3.12. The Beta Distribution
The beta RV $\text{Beta}(\alpha,\beta)$, where $\alpha,\beta > 0$, has the following pdf \begin{align*} f_X(x) &= \begin{cases} \frac{1}{B(\alpha,\beta)} x^{\alpha-1}(1-x)^{\beta-1} & x\in[0,1]\\ 0 & x\not\in[0,1] \end{cases}, \end{align*} where \begin{align*} B(\alpha,\beta) = \frac{\Gamma(\alpha)\Gamma(\beta)}{\Gamma(\alpha+\beta)} \end{align*} is the beta function.
Example F.6.1 verifies that the pdf integrates to 1 and can be used to compute the expectation and other moments \begin{align*} \E(X^k) &= \frac{1}{B(\alpha,\beta)} \int_0^{\infty} x^{\alpha+k-1}(1-x)^{\beta-1}\,dx = \frac{B(\alpha+k,\beta)}{B(\alpha,\beta)}\\ \E(X) &= \frac{B(\alpha+1,\beta)}{B(\alpha,\beta)} = \frac{\alpha}{\alpha+\beta}. \end{align*}
If $\alpha=\beta=1$ the beta distribution reduces to the uniform distribution over $[0,1]$. For other values of $\alpha,\beta$, however, we get a different behavior.

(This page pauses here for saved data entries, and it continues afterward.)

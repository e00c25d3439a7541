//! Fluent query builder
//!
//! Wraps one query descriptor (endpoint path plus `filter.*` / `detail.*`
//! parameters) and produces a [`Cursor`] on `run()`.

use crate::connection::Connection;
use crate::cursor::Cursor;
use crate::error::SpectreError;
use std::sync::Arc;

/// Builder for a filtered GET query.
///
/// # Example
///
/// ```no_run
/// # fn example(server: &spectre_client::Server) -> Result<(), spectre_client::SpectreError> {
/// let devices = server
///     .query("zonedata/devices")
///     .filter("zone.id", 4)
///     .detail("Attributes")
///     .run()?;
/// for device in devices {
///     println!("{}", device?["ip"]);
/// }
/// # Ok(())
/// # }
/// ```
#[derive(Clone)]
pub struct Query {
    conn: Arc<dyn Connection>,
    path: String,
    params: Vec<(String, String)>,
}

impl Query {
    pub fn new(conn: Arc<dyn Connection>, path: impl Into<String>) -> Self {
        Self {
            conn,
            path: path.into(),
            params: Vec::new(),
        }
    }

    /// Add a `filter.<name>=<value>` parameter.
    pub fn filter(mut self, name: &str, value: impl ToString) -> Self {
        self.params
            .push((format!("filter.{name}"), value.to_string()));
        self
    }

    /// Request a `detail.<name>` section in each returned record.
    pub fn detail(mut self, name: &str) -> Self {
        self.params.push((format!("detail.{name}"), "true".into()));
        self
    }

    /// Execute the query, fetching the first page.
    pub fn run(self) -> Result<Cursor, SpectreError> {
        Cursor::new(self.conn, self.path, self.params)
    }
}

#[cfg(test)]
mod tests {
    use super::*;
    use crate::mock::MockServer;
    use serde_json::json;

    #[test]
    fn filters_and_details_become_query_parameters() {
        let mock = Arc::new(MockServer::new(500));
        mock.set_records("zonedata/devices", vec![json!({"id": 1})]);

        let conn: Arc<dyn Connection> = mock.clone();
        let cur = Query::new(conn, "zonedata/devices")
            .filter("zone.id", 4)
            .filter("address.ip", "10.2.1.1")
            .detail("ScanType")
            .run()
            .unwrap();
        assert_eq!(cur.total(), 1);

        let (path, _) = &mock.fetch_log()[0];
        assert_eq!(path, "zonedata/devices");

        let params = mock.last_fetch_params();
        assert!(params.contains(&("filter.zone.id".into(), "4".into())));
        assert!(params.contains(&("filter.address.ip".into(), "10.2.1.1".into())));
        assert!(params.contains(&("detail.ScanType".into(), "true".into())));
    }
}
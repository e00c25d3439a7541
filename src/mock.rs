//! Mock transport for unit testing
//!
//! `MockServer` implements [`Connection`] against in-memory datasets so
//! cursors, zones, and collectors can be tested without a running Command
//! Center. Paged endpoints are seeded with a full logical result set and
//! served in page-size slices; the reported `total` always reflects the
//! dataset at fetch time, so tests can shrink a set mid-iteration.
//!
//! Every request is logged, and the CIDR set/delete endpoints are emulated
//! (honoring the `append` parameter) so chunked mutations can round-trip
//! through the corresponding getters.

use crate::connection::{Connection, DEFAULT_CIDR_CHUNK_SIZE};
use crate::error::SpectreError;
use crate::models::Page;
use reqwest::StatusCode;
use serde_json::{Value, json};
use std::collections::HashMap;
use std::sync::Mutex;

/// One logged request (POST, PUT, DELETE, or raw GET).
#[derive(Debug, Clone)]
pub struct RequestRecord {
    pub path: String,
    pub params: Vec<(String, String)>,
    pub body: Value,
}

/// In-memory [`Connection`] for tests.
pub struct MockServer {
    page_size: usize,
    cidr_chunk_size: usize,
    version: Option<String>,
    data: Mutex<HashMap<String, Vec<Value>>>,
    singletons: Mutex<HashMap<String, Page>>,
    values: Mutex<HashMap<String, Value>>,
    failures: Mutex<HashMap<String, u16>>,
    fetches: Mutex<Vec<(String, u64, Vec<(String, String)>)>>,
    gets: Mutex<Vec<RequestRecord>>,
    posts: Mutex<Vec<RequestRecord>>,
    puts: Mutex<Vec<RequestRecord>>,
    deletes: Mutex<Vec<RequestRecord>>,
}

impl MockServer {
    /// Create a mock serving pages of `page_size` records.
    pub fn new(page_size: usize) -> Self {
        Self {
            page_size,
            cidr_chunk_size: DEFAULT_CIDR_CHUNK_SIZE,
            version: None,
            data: Mutex::new(HashMap::new()),
            singletons: Mutex::new(HashMap::new()),
            values: Mutex::new(HashMap::new()),
            failures: Mutex::new(HashMap::new()),
            fetches: Mutex::new(Vec::new()),
            gets: Mutex::new(Vec::new()),
            posts: Mutex::new(Vec::new()),
            puts: Mutex::new(Vec::new()),
            deletes: Mutex::new(Vec::new()),
        }
    }

    pub fn with_cidr_chunk_size(mut self, chunk_size: usize) -> Self {
        self.cidr_chunk_size = chunk_size;
        self
    }

    pub fn with_version(mut self, version: &str) -> Self {
        self.version = Some(version.to_string());
        self
    }

    /// Seed a paged endpoint with its full logical result set.
    pub fn set_records(&self, path: &str, records: Vec<Value>) {
        self.data.lock().unwrap().insert(path.to_string(), records);
    }

    /// Seed an endpoint with a fixed response page (served for every page
    /// index, e.g. a singleton shape without a `total` field).
    pub fn set_singleton(&self, path: &str, page: Page) {
        self.singletons.lock().unwrap().insert(path.to_string(), page);
    }

    /// Seed a raw GET endpoint (collector property responses).
    pub fn set_value(&self, path: &str, value: Value) {
        self.values.lock().unwrap().insert(path.to_string(), value);
    }

    /// Make every subsequent request to `path` fail with `status`.
    pub fn fail_with(&self, path: &str, status: u16) {
        self.failures.lock().unwrap().insert(path.to_string(), status);
    }

    /// Current dataset of a paged endpoint.
    pub fn records(&self, path: &str) -> Vec<Value> {
        self.data.lock().unwrap().get(path).cloned().unwrap_or_default()
    }

    /// `(path, page_index)` of every page fetch so far.
    pub fn fetch_log(&self) -> Vec<(String, u64)> {
        self.fetches
            .lock()
            .unwrap()
            .iter()
            .map(|(path, page, _)| (path.clone(), *page))
            .collect()
    }

    /// Query parameters of the most recent page fetch.
    pub fn last_fetch_params(&self) -> Vec<(String, String)> {
        self.fetches
            .lock()
            .unwrap()
            .last()
            .map(|(_, _, params)| params.clone())
            .unwrap_or_default()
    }

    pub fn gets(&self) -> Vec<RequestRecord> {
        self.gets.lock().unwrap().clone()
    }

    pub fn posts(&self) -> Vec<RequestRecord> {
        self.posts.lock().unwrap().clone()
    }

    pub fn puts(&self) -> Vec<RequestRecord> {
        self.puts.lock().unwrap().clone()
    }

    pub fn deletes(&self) -> Vec<RequestRecord> {
        self.deletes.lock().unwrap().clone()
    }

    fn check_failure(&self, path: &str) -> Result<(), SpectreError> {
        if let Some(status) = self.failures.lock().unwrap().get(path) {
            return Err(SpectreError::Api {
                status: StatusCode::from_u16(*status)
                    .unwrap_or(StatusCode::INTERNAL_SERVER_ERROR),
                body: format!("mock failure for {path}"),
            });
        }
        Ok(())
    }

    fn body_addresses(body: &Value) -> Vec<String> {
        body.get("addresses")
            .and_then(Value::as_array)
            .map(|entries| {
                entries
                    .iter()
                    .filter_map(|e| e.get("address").and_then(Value::as_str))
                    .map(str::to_string)
                    .collect()
            })
            .unwrap_or_default()
    }
}

impl Connection for MockServer {
    fn page_size(&self) -> usize {
        self.page_size
    }

    fn cidr_chunk_size(&self) -> usize {
        self.cidr_chunk_size
    }

    fn version(&self) -> Option<&str> {
        self.version.as_deref()
    }

    fn fetch_page(
        &self,
        path: &str,
        params: &[(String, String)],
        page: u64,
    ) -> Result<Page, SpectreError> {
        self.fetches
            .lock()
            .unwrap()
            .push((path.to_string(), page, params.to_vec()));
        self.check_failure(path)?;

        if let Some(fixed) = self.singletons.lock().unwrap().get(path) {
            return Ok(fixed.clone());
        }

        let data = self.data.lock().unwrap();
        let records = data.get(path).cloned().unwrap_or_default();
        let start = (page as usize).saturating_mul(self.page_size);
        let results = if start < records.len() {
            let end = (start + self.page_size).min(records.len());
            records[start..end].to_vec()
        } else {
            Vec::new()
        };

        Ok(Page {
            status: Some("SUCCESS".into()),
            method: None,
            total: Some(records.len() as u64),
            results,
        })
    }

    fn get_value(&self, path: &str, params: &[(String, String)]) -> Result<Value, SpectreError> {
        self.gets.lock().unwrap().push(RequestRecord {
            path: path.to_string(),
            params: params.to_vec(),
            body: Value::Null,
        });
        self.check_failure(path)?;

        Ok(self
            .values
            .lock()
            .unwrap()
            .get(path)
            .cloned()
            .unwrap_or_else(|| json!({"status": "SUCCESS"})))
    }

    fn post(
        &self,
        path: &str,
        params: &[(String, String)],
        body: &Value,
    ) -> Result<Value, SpectreError> {
        self.posts.lock().unwrap().push(RequestRecord {
            path: path.to_string(),
            params: params.to_vec(),
            body: body.clone(),
        });
        self.check_failure(path)?;

        // Emulate the CIDR set endpoints so chunked writes round-trip.
        if path.contains("/cidr/") {
            let append = params
                .iter()
                .any(|(k, v)| k == "append" && v == "true");
            let mut data = self.data.lock().unwrap();
            let entry = data.entry(path.to_string()).or_default();
            if !append {
                entry.clear();
            }
            entry.extend(Self::body_addresses(body).into_iter().map(Value::String));
        }

        Ok(json!({"status": "SUCCESS"}))
    }

    fn put(&self, path: &str, body: &Value) -> Result<Value, SpectreError> {
        self.puts.lock().unwrap().push(RequestRecord {
            path: path.to_string(),
            params: Vec::new(),
            body: body.clone(),
        });
        self.check_failure(path)?;
        Ok(json!({"status": "SUCCESS"}))
    }

    fn delete(&self, path: &str, body: &Value) -> Result<Value, SpectreError> {
        self.deletes.lock().unwrap().push(RequestRecord {
            path: path.to_string(),
            params: Vec::new(),
            body: body.clone(),
        });
        self.check_failure(path)?;

        if path.contains("/cidr/") {
            let removed = Self::body_addresses(body);
            let mut data = self.data.lock().unwrap();
            if let Some(entry) = data.get_mut(path) {
                entry.retain(|record| {
                    record
                        .as_str()
                        .is_none_or(|s| !removed.iter().any(|r| r == s))
                });
            }
        }

        Ok(json!({"status": "SUCCESS"}))
    }
}
//! Integration tests against a live Command Center
//!
//! These tests require a reachable Spectre server.
//! Set SPECTRE_HOST and SPECTRE_API_KEY, then run with `--ignored`.

use spectre_client::{Server, ServerConfig};

fn connect() -> Server {
    let host = std::env::var("SPECTRE_HOST").unwrap_or_else(|_| "i3".to_string());
    let api_key =
        std::env::var("SPECTRE_API_KEY").expect("SPECTRE_API_KEY environment variable must be set");

    Server::with_api_key(&host, &api_key).expect("Failed to connect")
}

#[test]
#[ignore] // Requires a live Command Center
fn connect_reports_a_server_version() {
    let server = connect();
    assert!(server.version().is_some(), "version captured at connect");

    let info = server.system_information().expect("Failed to fetch system information");
    println!("{} running {}", info.name, info.version);
}

#[test]
#[ignore]
fn zones_are_listed() {
    let server = connect();
    let zones = server.zones().expect("Failed to list zones");
    println!("Found {} zones", zones.len());
}

#[test]
#[ignore]
fn collectors_reference_their_zone() {
    let server = connect();
    let collectors = server.collectors().expect("Failed to list collectors");
    for collector in &collectors {
        assert!(!collector.uuid.is_empty());
        println!("{}", collector);
    }
}

#[test]
#[ignore]
fn device_count_is_stable_across_page_sizes() {
    let host = std::env::var("SPECTRE_HOST").unwrap_or_else(|_| "i3".to_string());
    let api_key =
        std::env::var("SPECTRE_API_KEY").expect("SPECTRE_API_KEY environment variable must be set");

    let baseline = Server::with_api_key(&host, &api_key)
        .expect("Failed to connect")
        .query("zonedata/devices")
        .filter("zone.id", 4)
        .run()
        .expect("Failed to query devices")
        .total();

    for page_size in [1, 2, 5, 7, 500] {
        let config = ServerConfig {
            page_size,
            ..ServerConfig::default()
        };
        let server =
            Server::with_api_key_config(&host, &api_key, config).expect("Failed to connect");

        let count = server
            .query("zonedata/devices")
            .filter("zone.id", 4)
            .run()
            .expect("Failed to query devices")
            .map(|record| record.expect("Failed to fetch a page"))
            .count() as u64;
        assert_eq!(count, baseline, "page size {page_size}");
    }
}

#[test]
#[ignore]
fn reiterating_a_device_query_yields_the_same_count() {
    let server = connect();
    let mut devices = server
        .query("zonedata/devices")
        .filter("zone.id", 4)
        .run()
        .expect("Failed to query devices");

    let first = devices.by_ref().count();
    let second = devices.by_ref().count();
    assert_eq!(first, second);
}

When $\alpha < 1,\beta < 1$ the pdf has a U-shape over $[0,1]$. When $\alpha < 1$ and $\beta\geq 1$ the pdf is strictly decreasing. When $\alpha\geq 1$ and $\beta < 1$ the pdf is strictly increasing. Finally, when $\alpha>1$ and $\beta>1$ the pdf is unimodal, with a local maximum in $(0,1)$. If $\alpha=\beta$ the pdf is symmetric around 1/2 and if $\alpha\neq \beta$ the pdf is asymmetric around 1/2. The R code below graphs pdf functions of the beta distribution.
x = seq(0, 1, length = 100) y1 = dbeta(x, 1/2, 1/2) y2 = dbeta(x, 1/2, 1) y3 = dbeta(x, 1/2, 2) y4 = dbeta(x, 1, 1/2) y5 = dbeta(x, 1, 1) y6 = dbeta(x, 1, 2) y7 = dbeta(x, 2, 1/2) y8 = dbeta(x, 2, 1) y9 = dbeta(x, 2, 2) D = data.frame(probability = c(y1, y2, y3, y4, y5, y6, y7, y8, y9)) D$x = x D$alpha[1:300] = "$\\alpha=1/2$" D$alpha[301:600] = "$\\alpha=1$" D$alpha[601:900] = "$\\alpha=2$" D$beta[1:100] = "$\\beta=1/2$" D$beta[101:200] = "$\\beta=1$" D$beta[201:300] = "$\\beta=2$" D$beta[301:400] = "$\\beta=1/2$" D$beta[401:500] = "$\\beta=1$" D$beta[501:600] = "$\\beta=2$" D$beta[601:700] = "$\\beta=1/2$" D$beta[701:800] = "$\\beta=1$" D$beta[801:900] = "$\\beta=2$" qplot(x, probability, main = "Beta pdf functions", data = D, geom = "area", facets = alpha ~ beta, xlab = "$x$", ylab = "$f_X(x)$", ) + scale_y_continuous(limits = c(0, 4))